Но как ни отгораживался Бакунин от действительности категориями Гегеля, теологией и другими науками, рано или поздно этому должен был прийти конец. И если в России, где свободное слово было редкостью, где рутина повседневности, казалось, затягивала все живое, смелое, самостоятельное, политический индифферентизм Бакунина мог бы еще продолжаться, то здесь, па Западе, где политическая жизнь была открытой, он при своем активном характере не мог долго удержаться на вершинах философских абстракций.
В «Исповеди» потом он напишет, что первый год жизни в Берлине не читал газет, и это будет сознательной или скорее бессознательной ошибкой. Из письма его к Герцену от октября 1840 года известно, напротив, что всю прессу, обнаруженную в кондитерских, он читал подряд. Возможно, что это помогло ему в какой-то мере войти в курс политической жизни.
Осенью 1841 года Бакунин с Варварой Александровной и приехавшим в Берлин младшим братом Павлом отправились в Дрезден. Здесь он познакомился с одним из лидеров левых гегельянцев, Арнольдом Руге.
Руге заинтересовал Бакунина. «Он интересный, замечательный человек, замечателен более как журналист, как человек необыкновенно твердой воли и ясностью своего рассудка, чем спекулятивной способностью. Он без всякого исключения враждебно относится ко всему, что имеет хоть малейший вид мистического» (т. III, стр. 437) — так характеризовал он своего нового знакомого в письме к родным.
И Руге молодой русский гегельянец понравился. «Бакунин очень образованный человек и обладает крупным философским талантом», — заметил он в письме к своему брату. Вскоре их знакомство переросло в дружбу, причем молодой (Бакунин был моложе Руге на 12 лет) и безвестный еще русский философ стал оказывать влияние на признанного вождя левых гегельянцев.[62] Вскоре круг знакомств Бакунина в демократических немецких слоях стал более широким. Он познакомился с дрезденским демократом Кесслером, издателем Вигандом и многими другими.
По пути из Дрездена в Берлин Бакунин открыл книгу Ламенне «Народная политика». Во время чтения «мне пришло много хороших мыслей о том, как теперь должно заниматься историей и политикой.
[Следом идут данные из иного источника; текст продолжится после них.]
use std::sync::Arc;

use crate::{Error, Expectation, Mock, Times, Value};

/// Builder for the behavior of a registered setup.
///
/// Returned by [`Mock::setup`]. The expectation is already active when the
/// builder is handed out; each method attaches one more piece of behavior to
/// it and returns the builder, so configuration reads as one chain.
///
/// When a matching call arrives the pieces run in a fixed order: callbacks,
/// then the configured error, then raised events, then the result (a return
/// value, the base implementation, or the mock's default).
///
/// ```rust
/// use decoy::{Call, Capability, Mock, TypeDesc, args};
///
/// # fn main() -> decoy::Result {
/// let counter = Capability::interface("Counter").method("Next", [], TypeDesc::Int);
/// let mock = Mock::loose(counter);
///
/// let calls = std::sync::Arc::new(std::sync::atomic::AtomicI64::new(0));
/// let seen = calls.clone();
/// mock.setup(Call::method("Next"))?
///     .returns_with(move |_| (seen.fetch_add(1, std::sync::atomic::Ordering::SeqCst) + 1).into())
///     .verifiable();
///
/// let counter = mock.object();
/// assert_eq!(counter.call_as::<i64>("Next", args![])?, 1);
/// assert_eq!(counter.call_as::<i64>("Next", args![])?, 2);
/// mock.verify()?;
/// # Ok(())
/// # }
/// ```
#[derive(Debug, Clone)]
pub struct Setup {
    mock: Mock,
    expectation: Arc<Expectation>,
}

impl Setup {
    pub(crate) fn new(mock: Mock, expectation: Arc<Expectation>) -> Self {
        Self { mock, expectation }
    }

    /// Answer matching calls with `value`.
    pub fn returns(self, value: impl Into<Value>) -> Self {
        let value = value.into();
        self.expectation
            .update(|b| b.returns = Some(Arc::new(move |_| value.clone())));
        self
    }

    /// Answer matching calls with a value computed from their arguments.
    pub fn returns_with<F>(self, f: F) -> Self
    where
        F: Fn(&[Value]) -> Value + Send + Sync + 'static,
    {
        self.expectation.update(|b| b.returns = Some(Arc::new(f)));
        self
    }

    /// Fail matching calls with `error`. Every failure carries the same
    /// [`Error::Thrown`] instance.
    pub fn throws(self, error: impl std::error::Error + Send + Sync + 'static) -> Self {
        let error = Error::thrown(error);
        self.expectation
            .update(|b| b.throws = Some(Arc::new(move |_| error.clone())));
        self
    }

    /// Fail matching calls with an error built from their arguments.
    pub fn throws_with<F>(self, f: F) -> Self
    where
        F: Fn(&[Value]) -> Error + Send + Sync + 'static,
    {
        self.expectation.update(|b| b.throws = Some(Arc::new(f)));
        self
    }

    /// Run `f` with the arguments of every matching call. Callbacks run in
    /// registration order, before anything else.
    pub fn callback<F>(self, f: F) -> Self
    where
        F: Fn(&[Value]) + Send + Sync + 'static,
    {
        self.expectation.update(|b| b.callbacks.push(Arc::new(f)));
        self
    }

    /// Answer matching calls from the mock's base implementation.
    pub fn call_base(self) -> Self {
        self.expectation.update(|b| b.call_base = true);
        self
    }

    /// Raise `event` with fixed arguments on every matching call.
    ///
    /// The event is checked against the mock's capabilities when the call
    /// arrives; an undeclared event fails that call with
    /// [`Error::UnassociatedEvent`].
    pub fn raises(self, event: &str, args: Vec<Value>) -> Self {
        self.raises_with(event, move |_| args.clone())
    }

    /// Raise `event` with arguments computed from the matching call's arguments.
    pub fn raises_with<F>(self, event: &str, f: F) -> Self
    where
        F: Fn(&[Value]) -> Vec<Value> + Send + Sync + 'static,
    {
        let event: Arc<str> = Arc::from(event);
        self.expectation
            .update(|b| b.raises.push((event, Arc::new(f))));
        self
    }

    /// Include this setup in [`Mock::verify`], which then requires at least
    /// one matching call.
    pub fn verifiable(self) -> Self {
        self.expectation.mark_verifiable(None);
        self
    }

    /// Include this setup in [`Mock::verify`] with an explicit count.
    pub fn verifiable_times(self, times: impl Into<Times>) -> Self {
        self.expectation.mark_verifiable(Some(times.into()));
        self
    }

    /// The registered expectation.
    pub fn expectation(&self) -> &Arc<Expectation> {
        &self.expectation
    }

    /// The mock the expectation was registered on. For chained setups this is
    /// the auto-created child, not the root.
    pub fn mock(&self) -> &Mock {
        &self.mock
    }
}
Нынешней зимой я непременно стану осуществлять их; и это занятие мне тем ближе к сердцу, что именно теперь настало время, когда политика есть религия и религия — политика» (т. III, стр. 437).
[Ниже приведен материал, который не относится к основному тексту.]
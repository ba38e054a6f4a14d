use std::{collections::BTreeMap, fmt, sync::Arc};

use crate::{MemberId, Mock, Result, TypeDesc, Value};

/// Supplies the result of a call nothing was configured for.
///
/// Consulted by loose mocks for unmatched calls and for setups that give
/// no return value.
pub trait DefaultValueProvider: Send + Sync {
    /// Produce a value of type `ty` for `member`, called on `mock`.
    fn provide(&self, ty: &TypeDesc, member: &MemberId, mock: &Mock) -> Result<Value>;
}

/// Zero for value-like types, empty for collections, `Null` for references.
#[derive(Debug, Clone, Copy, Default)]
pub struct EmptyDefault;

impl EmptyDefault {
    /// The empty value of `ty`, without consulting any mock.
    pub fn value_of(ty: &TypeDesc) -> Value {
        match ty {
            TypeDesc::Unit => Value::Unit,
            TypeDesc::Bool => Value::Bool(false),
            TypeDesc::Int => Value::Int(0),
            TypeDesc::UInt => Value::UInt(0),
            TypeDesc::Float => Value::Float(0.0),
            TypeDesc::Char => Value::Char('\0'),
            TypeDesc::Str => Value::from(""),
            TypeDesc::List(_) => Value::List(Vec::new()),
            TypeDesc::Map(_) => Value::Map(BTreeMap::new()),
            TypeDesc::Option(_) | TypeDesc::Capability(_) | TypeDesc::Opaque(_) => Value::Null,
        }
    }
}

impl DefaultValueProvider for EmptyDefault {
    fn provide(&self, ty: &TypeDesc, _member: &MemberId, _mock: &Mock) -> Result<Value> {
        Ok(Self::value_of(ty))
    }
}

/// Answers capability-typed members with a child mock, everything else like
/// [`EmptyDefault`].
///
/// The child is created on first use and cached on the parent under the
/// member it came from, so repeated calls hand out the same substitute.
#[derive(Debug, Clone, Copy, Default)]
pub struct MockDefault;

impl DefaultValueProvider for MockDefault {
    fn provide(&self, ty: &TypeDesc, member: &MemberId, mock: &Mock) -> Result<Value> {
        match ty.capability() {
            Some(capability) => {
                let child = mock.inner_mock_or_create(member, capability);
                Ok(Value::Object(child.object()))
            }
            None => Ok(EmptyDefault::value_of(ty)),
        }
    }
}

/// Strategy a mock uses for calls without a configured result.
#[derive(Clone, Default)]
pub enum DefaultValue {
    /// See [`EmptyDefault`].
    #[default]
    Empty,
    /// See [`MockDefault`].
    Mock,
    Custom(Arc<dyn DefaultValueProvider>),
}

impl DefaultValue {
    pub fn custom(provider: impl DefaultValueProvider + 'static) -> Self {
        DefaultValue::Custom(Arc::new(provider))
    }

    pub(crate) fn provide(&self, ty: &TypeDesc, member: &MemberId, mock: &Mock) -> Result<Value> {
        match self {
            DefaultValue::Empty => EmptyDefault.provide(ty, member, mock),
            DefaultValue::Mock => MockDefault.provide(ty, member, mock),
            DefaultValue::Custom(provider) => provider.provide(ty, member, mock),
        }
    }

    pub fn is_mock(&self) -> bool {
        matches!(self, DefaultValue::Mock)
    }
}

impl fmt::Debug for DefaultValue {
    fn fmt(&self, f: &mut fmt::Formatter<'_>) -> fmt::Result {
        match self {
            DefaultValue::Empty => write!(f, "Empty"),
            DefaultValue::Mock => write!(f, "Mock"),
            DefaultValue::Custom(_) => write!(f, "Custom(..)"),
        }
    }
}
Живой интерес к окружающей действительности, знакометво с политическими деятелями, политической литературой — с одной стороны, а с другой — философия в ее отвлеченных, абстрактных формах. Такое противопоставление при характере и темпераменте Бакунина было не в пользу науки. Впрочем, он писал, что сама Германия излечила его от «преобладавшей в ней философской болезни; познакомившись поближе с метафизическими вопросами, я довольно скоро убедился в ничтожности и суетности всякой метафизики: я искал в ней жизнь, а в ней смерть и скука, искал дела, а в ней абсолютное безделье».[63]
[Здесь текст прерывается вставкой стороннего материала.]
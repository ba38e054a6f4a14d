use std::{fmt, sync::Arc};

use crate::{Result, Value};

type HandlerFn = Arc<dyn Fn(&[Value]) -> Result + Send + Sync>;

/// A subscriber attached to one of a substitute's declared events.
///
/// Handlers are compared by identity: unsubscribing removes the handler
/// that shares this handler's allocation, not one with similar code.
///
/// ```rust
/// use decoy::Handler;
///
/// let h = Handler::new(|_args| Ok(()));
/// assert_eq!(h, h.clone());
/// assert_ne!(h, Handler::new(|_args| Ok(())));
/// ```
#[derive(Clone)]
pub struct Handler(HandlerFn);

impl Handler {
    pub fn new<F>(f: F) -> Self
    where
        F: Fn(&[Value]) -> Result + Send + Sync + 'static,
    {
        Self(Arc::new(f))
    }

    /// Invoke the handler with the event arguments.
    pub fn invoke(&self, args: &[Value]) -> Result {
        (self.0)(args)
    }
}

impl PartialEq for Handler {
    fn eq(&self, other: &Self) -> bool {
        Arc::ptr_eq(&self.0, &other.0)
    }
}

impl Eq for Handler {}

impl fmt::Debug for Handler {
    fn fmt(&self, f: &mut fmt::Formatter<'_>) -> fmt::Result {
        f.debug_tuple("Handler")
            .field(&Arc::as_ptr(&self.0).cast::<()>())
            .finish()
    }
}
Это слова из «Исповеди», написанной спустя много лет и со специальной целью.[64] Бакунин подчеркивал здесь лишь то, что считал нужным или интересным для человека, которому он адресовал свое послание.
Его корреспондент не любил Германии, ему приятно было прочесть, что в германской науке царят «смерть и скука». Писать же, что в той же Германии политическая жизнь была интересна и что именно она отвлекла его от абстрактной науки, он не стал.
В черновике письма графу Элиодору Сторжевскому, отобранном у Бакунина при аресте, он, не объясняя причин перехода к практической жизни, писал лишь, что в конце концов он образумился и понял, что «жизнь, любовь, действие могут быть поняты только через жизнь, через любовь и через действие. Тогда я совершенно отказался от трансцендентной науки… и душой и телом погрузился в практическую жизнь».[65]
Действительность, но не та идеальная, которой он поклонялся раньше, а живая, кипучая, революционная стала теперь его богом, и он тут же принялся внушать новую истину своим сестрам: «Только действительность может удовлетворить нас, и это потому, что только действительность есть сильная, энергическая, т. е. истинная истина. Все же остальное есть вздор, призрак и, если Варенька позволит употребить это выражение, постный идеализм» (т. III, стр. 437).